_EXERCISE:_ Which of the lines below mention the word "PayloadEncoding"? Pull each one out.

_Dataset entries:_
※
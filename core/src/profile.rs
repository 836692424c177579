use serde::{Deserialize, Serialize};

use crate::error::{Result, ToneLinkError};
use crate::packet::PayloadEncoding;
use crate::SAMPLE_RATE;

/// Modulation order of one channel. FSK shifts the carrier frequency, the PSK
/// variants shift its phase; higher orders carry more bits per symbol slot at
/// the cost of noise margin.
#[derive(Debug, Clone, Copy, PartialEq, Eq, Serialize, Deserialize)]
#[serde(rename_all = "lowercase")]
pub enum ModulationScheme {
    Fsk,
    Qpsk,
    Psk8,
}

impl ModulationScheme {
    pub fn bits_per_symbol(&self) -> usize {
        match self {
            ModulationScheme::Fsk => 1,
            ModulationScheme::Qpsk => 2,
            ModulationScheme::Psk8 => 3,
        }
    }

    /// Number of constellation points for the PSK schemes (2 for FSK, where
    /// the two points are frequencies rather than phases).
    pub fn states(&self) -> usize {
        1 << self.bits_per_symbol()
    }

    /// Carrier phase offset in radians for a symbol value, counting
    /// counter-clockwise from 0 in equal steps (QPSK: 90 degrees,
    /// 8-PSK: 45 degrees).
    pub fn phase_for_symbol(&self, value: u8) -> f32 {
        value as f32 * std::f32::consts::TAU / self.states() as f32
    }
}

/// Physical-layer parameter set shared by both ends of a transfer. Immutable
/// once built; sender and receiver must be constructed from the same profile
/// or decoding fails silently (there is no in-band negotiation).
#[derive(Debug, Clone, PartialEq, Serialize, Deserialize)]
pub struct Profile {
    pub name: String,
    pub num_channels: usize,
    pub channel_spacing_hz: u32,
    pub symbol_duration_ms: u32,
    pub scheme: ModulationScheme,
    pub use_binary_payload: bool,
    pub chunk_size: usize,
}

impl Profile {
    pub fn new(
        name: &str,
        num_channels: usize,
        channel_spacing_hz: u32,
        symbol_duration_ms: u32,
        scheme: ModulationScheme,
        use_binary_payload: bool,
        chunk_size: usize,
    ) -> Result<Self> {
        if ![4, 8, 12, 16].contains(&num_channels) {
            return Err(ToneLinkError::InvalidConfig(
                "num_channels must be 4, 8, 12 or 16".to_string(),
            ));
        }
        if channel_spacing_hz == 0 || symbol_duration_ms == 0 || chunk_size == 0 {
            return Err(ToneLinkError::InvalidConfig(
                "channel spacing, symbol duration and chunk size must be non-zero".to_string(),
            ));
        }
        Ok(Self {
            name: name.to_string(),
            num_channels,
            channel_spacing_hz,
            symbol_duration_ms,
            scheme,
            use_binary_payload,
            chunk_size,
        })
    }

    /// Robust default: few channels, wide spacing, FSK, Base64 payloads.
    pub fn standard() -> Self {
        Self::preset("standard", 4, 300, ModulationScheme::Fsk, false, 64)
    }

    /// Higher throughput: QPSK over eight channels with raw binary payloads.
    pub fn fast() -> Self {
        Self::preset("fast", 8, 250, ModulationScheme::Qpsk, true, 128)
    }

    /// QPSK over twelve channels, Base64 payloads for hostile byte streams.
    pub fn dense() -> Self {
        Self::preset("dense", 12, 250, ModulationScheme::Qpsk, false, 128)
    }

    /// Maximum throughput: 8-PSK over sixteen channels.
    pub fn turbo() -> Self {
        Self::preset("turbo", 16, 250, ModulationScheme::Psk8, true, 128)
    }

    fn preset(
        name: &str,
        num_channels: usize,
        channel_spacing_hz: u32,
        scheme: ModulationScheme,
        use_binary_payload: bool,
        chunk_size: usize,
    ) -> Self {
        Self {
            name: name.to_string(),
            num_channels,
            channel_spacing_hz,
            // All presets keep 20 ms symbols so one ~50 Hz spectrum tick
            // covers one symbol slot on the receive side.
            symbol_duration_ms: 20,
            scheme,
            use_binary_payload,
            chunk_size,
        }
    }

    pub fn by_name(name: &str) -> Option<Self> {
        match name {
            "standard" => Some(Self::standard()),
            "fast" => Some(Self::fast()),
            "dense" => Some(Self::dense()),
            "turbo" => Some(Self::turbo()),
            _ => None,
        }
    }

    pub fn preset_names() -> &'static [&'static str] {
        &["standard", "fast", "dense", "turbo"]
    }

    pub fn samples_per_symbol(&self) -> usize {
        SAMPLE_RATE * self.symbol_duration_ms as usize / 1000
    }

    pub fn payload_encoding(&self) -> PayloadEncoding {
        if self.use_binary_payload {
            PayloadEncoding::Binary
        } else {
            PayloadEncoding::Base64
        }
    }

    /// Width of the carrier comb in Hz, first carrier to last.
    pub fn band_span_hz(&self) -> f32 {
        (self.num_channels as u32 - 1) as f32 * self.channel_spacing_hz as f32
    }
}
※
_RESPONSE AREA:_
use crate::packet::PayloadEncoding;
    pub fn payload_encoding(&self) -> PayloadEncoding {
            PayloadEncoding::Binary
            PayloadEncoding::Base64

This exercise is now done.